use std::collections::BTreeMap;
use std::fmt;
use std::str::FromStr;

use bytes::Bytes;
use serde::{Deserialize, Serialize};

#[derive(Debug, Clone, Copy, PartialEq, Eq, Hash, Serialize, Deserialize)]
#[serde(rename_all = "lowercase")]
pub enum ExchangeKind {
    Direct,
    Topic,
    Fanout,
}

impl ExchangeKind {
    pub fn as_str(&self) -> &'static str {
        match self {
            ExchangeKind::Direct => "direct",
            ExchangeKind::Topic => "topic",
            ExchangeKind::Fanout => "fanout",
        }
    }
}

impl fmt::Display for ExchangeKind {
    fn fmt(&self, f: &mut fmt::Formatter<'_>) -> fmt::Result {
        f.write_str(self.as_str())
    }
}

impl FromStr for ExchangeKind {
    type Err = String;

    fn from_str(s: &str) -> Result<Self, Self::Err> {
        match s.to_ascii_lowercase().as_str() {
            "direct" => Ok(ExchangeKind::Direct),
            "topic" => Ok(ExchangeKind::Topic),
            "fanout" => Ok(ExchangeKind::Fanout),
            other => Err(format!("unknown exchange kind '{other}'")),
        }
    }
}

/// Value of a queue declaration argument such as `x-message-ttl`.
#[derive(Debug, Clone, PartialEq, Eq, Serialize, Deserialize)]
#[serde(untagged)]
pub enum ArgValue {
    Bool(bool),
    Int(i64),
    Text(String),
}

/// Queue declaration requested by `connect`. An empty `name` lets the broker pick one.
#[derive(Debug, Clone, Default, PartialEq, Eq, Serialize, Deserialize)]
#[serde(default)]
pub struct QueueOptions {
    pub name: String,
    pub durable: bool,
    pub exclusive: bool,
    pub auto_delete: bool,
    pub arguments: BTreeMap<String, ArgValue>,
}

impl QueueOptions {
    pub fn named(name: impl Into<String>) -> Self {
        Self {
            name: name.into(),
            ..Default::default()
        }
    }

    pub fn durable(mut self, durable: bool) -> Self {
        self.durable = durable;
        self
    }

    pub fn exclusive(mut self, exclusive: bool) -> Self {
        self.exclusive = exclusive;
        self
    }

    pub fn auto_delete(mut self, auto_delete: bool) -> Self {
        self.auto_delete = auto_delete;
        self
    }

    pub fn argument(mut self, key: impl Into<String>, value: ArgValue) -> Self {
        self.arguments.insert(key.into(), value);
        self
    }
}

#[derive(Debug, Clone, PartialEq, Eq)]
pub struct Delivery {
    pub delivery_tag: u64,
    pub routing_key: String,
    pub redelivered: bool,
    pub payload: Bytes,
}

impl Delivery {
    pub fn payload_str(&self) -> std::borrow::Cow<'_, str> {
        String::from_utf8_lossy(&self.payload)
    }
}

○ ○ ○ ○ ○

Lines in the listing above that hold the string "BTreeMap" need counting. Please reply with the total only.

Exercise answer
2